One Day Builds: Phase Vocoder
Introduction:
I'm a fan of Adam Savage's "One Day Builds" over at Tested.com [1], and often binge-watch multiple episodes on weekend mornings. I realized that I have a habit of my own "one day builds" in the computer-coding world, and figured I'd go ahead and write the phase vocoder I'd been thinking about, and catalogue the journey for the benefit of whomever...
Motivation:
I have some students working on a project to better understand how pitch-correction utilities such as Melodyne or AutoTune work. From some cursory checking around on the internet [1]-[3], it seems that the "phase vocoder" algorithm is the bread-and-butter of these sorts of utilities, the basics of which are not hard to implement but the fine points of "making it sound good" are where the "special proprietary sauce" comes in.
Purpose:
"Why write your own code, when existing utilities already do this?" Why build anything of your own? There is a joy in making. Furthermore, I find that building my own really helps me to understand the workings of something in a way which merely reading about it can't. An example of this is the compressor model I built [4], which in the process of building, cleared up many of my misperceptions about how compressors work.
Standards:
I don't own Melodyne, but I do have Logic and Pro Tools, both of which do a "great" job of time-stretching and-or pitch-correction. "Great" in comparison to what I'm likely to build. Also, there is the vocoder of the librosa library [5] of Python utilities from IRCAM which I'll be using to test against. And yes, we'll be using Python. It's not hard to find MATLAB code out there for phase vocoding [6], but again, I don't have MATLAB. If I stick with Python, I get a host of sound libraries & FFT libraries, and could even include it in my SHAART utility [7]. So, I intend to compare my results from librosa's; I expect librosa will produce cleaner results but I'm curious how close I can get.
Procedure:
The phase vocoder algorithm is a combination of time-stretching and resampling, which can achieve either time-stretching by itself, or pitch-shifting by itself, or both together. We'll do the time-stretching first, and then pitch-shifting can be achieved by resampling the time-stretched signal.

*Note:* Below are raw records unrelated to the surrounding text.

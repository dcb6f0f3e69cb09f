//! JWT token generation and validation.
//!
//! Access and refresh tokens are signed with separate HS256 secrets, so a leaked
//! access secret cannot be used to forge refresh tokens and vice versa. Both kinds
//! carry issuer/audience claims and are rejected outside that domain.

use jsonwebtoken::{Algorithm, DecodingKey, EncodingKey, Header, Validation};
use serde::{Deserialize, Serialize};
use std::time::{Duration, SystemTime, UNIX_EPOCH};

/// Token type for distinguishing access vs refresh tokens.
#[derive(Debug, Clone, Copy, PartialEq, Eq, Serialize, Deserialize)]
#[serde(rename_all = "snake_case")]
pub enum TokenType {
    /// Short-lived access token - stateless, never stored
    Access,
    /// Long-lived refresh token - stored server-side as a hash
    Refresh,
}

impl TokenType {
    fn other(self) -> Self {
        match self {
            TokenType::Access => TokenType::Refresh,
            TokenType::Refresh => TokenType::Access,
        }
    }
}

/// JWT claims shared by both token kinds.
#[derive(Debug, Clone, PartialEq, Eq, Serialize, Deserialize)]
pub struct Claims {
    /// Subject (user id)
    pub sub: String,
    /// Opaque role supplied by the identity provider
    #[serde(default, skip_serializing_if = "Option::is_none")]
    pub role: Option<String>,
    /// Token type
    #[serde(rename = "typ")]
    pub token_type: TokenType,
    /// Uniqueness salt (refresh tokens only). Two refresh tokens for the same
    /// user are never byte-identical.
    #[serde(default, skip_serializing_if = "Option::is_none")]
    pub jti: Option<String>,
    /// Issued at (Unix timestamp)
    pub iat: u64,
    /// Expiration time (Unix timestamp)
    pub exp: u64,
    /// Issuer
    pub iss: String,
    /// Audience
    pub aud: String,
}

/// Default access token lifetime: 15 minutes
pub const DEFAULT_ACCESS_TTL: Duration = Duration::from_secs(15 * 60);

/// Default refresh token lifetime: 7 days
pub const DEFAULT_REFRESH_TTL: Duration = Duration::from_secs(7 * 24 * 60 * 60);

pub const DEFAULT_ISSUER: &str = "auraflow";
pub const DEFAULT_AUDIENCE: &str = "auraflow-web";

#[derive(Clone)]
struct SigningKeys {
    encoding: EncodingKey,
    decoding: DecodingKey,
}

impl SigningKeys {
    fn from_secret(secret: &[u8]) -> Self {
        Self {
            encoding: EncodingKey::from_secret(secret),
            decoding: DecodingKey::from_secret(secret),
        }
    }
}

/// Configuration for JWT operations.
#[derive(Clone)]
pub struct JwtConfig {
    access_keys: SigningKeys,
    refresh_keys: SigningKeys,
    issuer: String,
    audience: String,
    access_ttl: Duration,
    refresh_ttl: Duration,
    leeway_secs: u64,
}

/// A freshly minted token.
#[derive(Debug, Clone)]
pub struct IssuedToken {
    /// The JWT token string
    pub token: String,
    /// Uniqueness salt (refresh tokens only)
    pub jti: Option<String>,
    /// Issued at timestamp (Unix seconds)
    pub issued_at: u64,
    /// Expiration timestamp (Unix seconds)
    pub expires_at: u64,
    /// Token duration in seconds
    pub duration: u64,
}

impl JwtConfig {
    /// Create a new JWT configuration. The two secrets should differ.
    pub fn new(access_secret: &[u8], refresh_secret: &[u8]) -> Self {
        Self {
            access_keys: SigningKeys::from_secret(access_secret),
            refresh_keys: SigningKeys::from_secret(refresh_secret),
            issuer: DEFAULT_ISSUER.to_string(),
            audience: DEFAULT_AUDIENCE.to_string(),
            access_ttl: DEFAULT_ACCESS_TTL,
            refresh_ttl: DEFAULT_REFRESH_TTL,
            leeway_secs: 0,
        }
    }

    pub fn with_scope(mut self, issuer: impl Into<String>, audience: impl Into<String>) -> Self {
        self.issuer = issuer.into();
        self.audience = audience.into();
        self
    }

    pub fn with_ttls(mut self, access_ttl: Duration, refresh_ttl: Duration) -> Self {
        self.access_ttl = access_ttl;
        self.refresh_ttl = refresh_ttl;
        self
    }

    /// Clock-skew tolerance applied to expiry checks.
    pub fn with_leeway(mut self, leeway_secs: u64) -> Self {
        self.leeway_secs = leeway_secs;
        self
    }

    pub fn access_ttl(&self) -> Duration {
        self.access_ttl
    }

    pub fn refresh_ttl(&self) -> Duration {
        self.refresh_ttl
    }

    /// Generate an access token for a user.
    pub fn mint_access(&self, user_id: &str, role: Option<&str>) -> Result<IssuedToken, TokenError> {
        self.mint_at(TokenType::Access, user_id, role, unix_now())
    }

    /// Generate a refresh token for a user, salted with a fresh `jti`.
    /// The role rides along so refreshed access tokens keep it.
    pub fn mint_refresh(
        &self,
        user_id: &str,
        role: Option<&str>,
    ) -> Result<IssuedToken, TokenError> {
        self.mint_at(TokenType::Refresh, user_id, role, unix_now())
    }

    pub(crate) fn mint_at(
        &self,
        token_type: TokenType,
        user_id: &str,
        role: Option<&str>,
        now: u64,
    ) -> Result<IssuedToken, TokenError> {
        let (ttl, jti) = match token_type {
            TokenType::Access => (self.access_ttl, None),
            TokenType::Refresh => (self.refresh_ttl, Some(uuid::Uuid::new_v4().to_string())),
        };
        let duration = ttl.as_secs();
        let exp = now.saturating_add(duration);

        let claims = Claims {
            sub: user_id.to_string(),
            role: role.map(str::to_string),
            token_type,
            jti: jti.clone(),
            iat: now,
            exp,
            iss: self.issuer.clone(),
            aud: self.audience.clone(),
        };

        let token = jsonwebtoken::encode(
            &Header::new(Algorithm::HS256),
            &claims,
            &self.keys(token_type).encoding,
        )
        .map_err(TokenError::Encoding)?;

        Ok(IssuedToken {
            token,
            jti,
            issued_at: now,
            expires_at: exp,
            duration,
        })
    }

    /// Validate and decode a token of the expected kind.
    pub fn verify(&self, token: &str, expected: TokenType) -> Result<Claims, TokenError> {
        self.verify_at(token, expected, unix_now())
    }

    pub(crate) fn verify_at(
        &self,
        token: &str,
        expected: TokenType,
        now: u64,
    ) -> Result<Claims, TokenError> {
        let claims = match self.decode(token, expected) {
            Ok(claims) => claims,
            Err(e) => {
                // Genuine token of the other kind, signed with the other secret.
                if self.decode(token, expected.other()).is_ok() {
                    return Err(TokenError::WrongType);
                }
                return Err(e);
            }
        };

        if claims.token_type != expected {
            return Err(TokenError::WrongType);
        }

        if now >= claims.exp.saturating_add(self.leeway_secs) {
            return Err(TokenError::Expired);
        }

        Ok(claims)
    }

    fn decode(&self, token: &str, token_type: TokenType) -> Result<Claims, TokenError> {
        let mut validation = Validation::new(Algorithm::HS256);
        validation.leeway = 0;
        // Expiry is checked by `verify_at` so the boundary matches session expiry.
        validation.validate_exp = false;
        validation.set_required_spec_claims(&["exp", "iat", "sub", "iss", "aud"]);
        validation.set_issuer(&[&self.issuer]);
        validation.set_audience(&[&self.audience]);

        jsonwebtoken::decode::<Claims>(token, &self.keys(token_type).decoding, &validation)
            .map(|data| data.claims)
            .map_err(|_| TokenError::InvalidSignature)
    }

    fn keys(&self, token_type: TokenType) -> &SigningKeys {
        match token_type {
            TokenType::Access => &self.access_keys,
            TokenType::Refresh => &self.refresh_keys,
        }
    }
}

fn unix_now() -> u64 {
    SystemTime::now()
        .duration_since(UNIX_EPOCH)
        .map(|d| d.as_secs())
        .unwrap_or_default()
}

/// Errors that can occur during JWT operations.
///
/// Verification only ever yields `InvalidSignature`, `Expired` or `WrongType`;
/// the underlying library error is not exposed.
#[derive(Debug, thiserror::Error)]
pub enum TokenError {
    #[error("Failed to encode token: {0}")]
    Encoding(jsonwebtoken::errors::Error),
    #[error("Invalid token signature")]
    InvalidSignature,
    #[error("Token expired")]
    Expired,
    #[error("Wrong token type")]
    WrongType,
}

We're going to read in a WAV, put in a Short-Time Fourier Transform (STFT), and then regenerate the time-series data using an Inverse STFT (ISTFT), only adding some extra spacing.
For the STFT, we'll turn to the wondrous place that is StackExchange, and check out user Basj's code [9]...

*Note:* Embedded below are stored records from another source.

//! Axum extractors for authentication.

use axum::{extract::FromRequestParts, http::request::Parts};

use super::cookie::{ACCESS_COOKIE_NAME, BearerToken, bearer_token, get_cookie};
use super::errors::{ApiAuthError, AuthErrorKind};
use super::state::HasAuthState;
use crate::jwt::Claims;

/// Authenticated user information extracted from an access token.
#[derive(Debug, Clone)]
pub struct AuthenticatedUser {
    /// JWT claims from the access token
    pub claims: Claims,
}

impl AuthenticatedUser {
    pub fn user_id(&self) -> &str {
        &self.claims.sub
    }

    pub fn role(&self) -> Option<&str> {
        self.claims.role.as_deref()
    }
}

/// Find the access token: `Authorization: Bearer` first, then the access cookie.
/// A present but malformed header is rejected rather than skipped.
fn access_token(parts: &Parts) -> Result<&str, AuthErrorKind> {
    match bearer_token(&parts.headers) {
        BearerToken::Present(token) => Ok(token),
        BearerToken::Malformed => Err(AuthErrorKind::InvalidToken),
        BearerToken::Missing => {
            get_cookie(&parts.headers, ACCESS_COOKIE_NAME).ok_or(AuthErrorKind::NotAuthenticated)
        }
    }
}

/// Extractor for API endpoints that require authentication.
///
/// Only the access token is checked; it is stateless, so no database access
/// happens here. An expired access token is a 401 that leaves the cookies in
/// place so the client can call the refresh endpoint.
pub struct Auth(pub AuthenticatedUser);

impl<S> FromRequestParts<S> for Auth
where
    S: HasAuthState + Send + Sync,
{
    type Rejection = ApiAuthError;

    async fn from_request_parts(parts: &mut Parts, state: &S) -> Result<Self, Self::Rejection> {
        let token = access_token(parts).map_err(ApiAuthError::new)?;

        let claims = state
            .sessions()
            .authenticate(token)
            .map_err(|e| ApiAuthError::new(AuthErrorKind::from(e)))?;

        Ok(Auth(AuthenticatedUser { claims }))
    }
}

Ok, so all we'll do now is modify the Inverse Short Time Fourier Transform (ISTFT) so that spaces out it resynthesis frames in time...
With all that said, here's our first time-stretching code, and believe me it sounds TERRIBLE...
The output sounds really "phasey." A sample Led Zeppelin clip shifted in frequency by a multiplicative factor of 1.5 (by running "./vocoder.py theocean_short.wav 1.0 1.5") yields this audio clip.
The above code is a "vocoder" but it's not a "phase vocoder" because we didn't make any attempts to make the phase line up between the resynthesized frames.
At this point it's probably worth it to try out the librosa example to hear a 'good' phase vocoder. So we'll add the following bits of code in the appropriate place(s)...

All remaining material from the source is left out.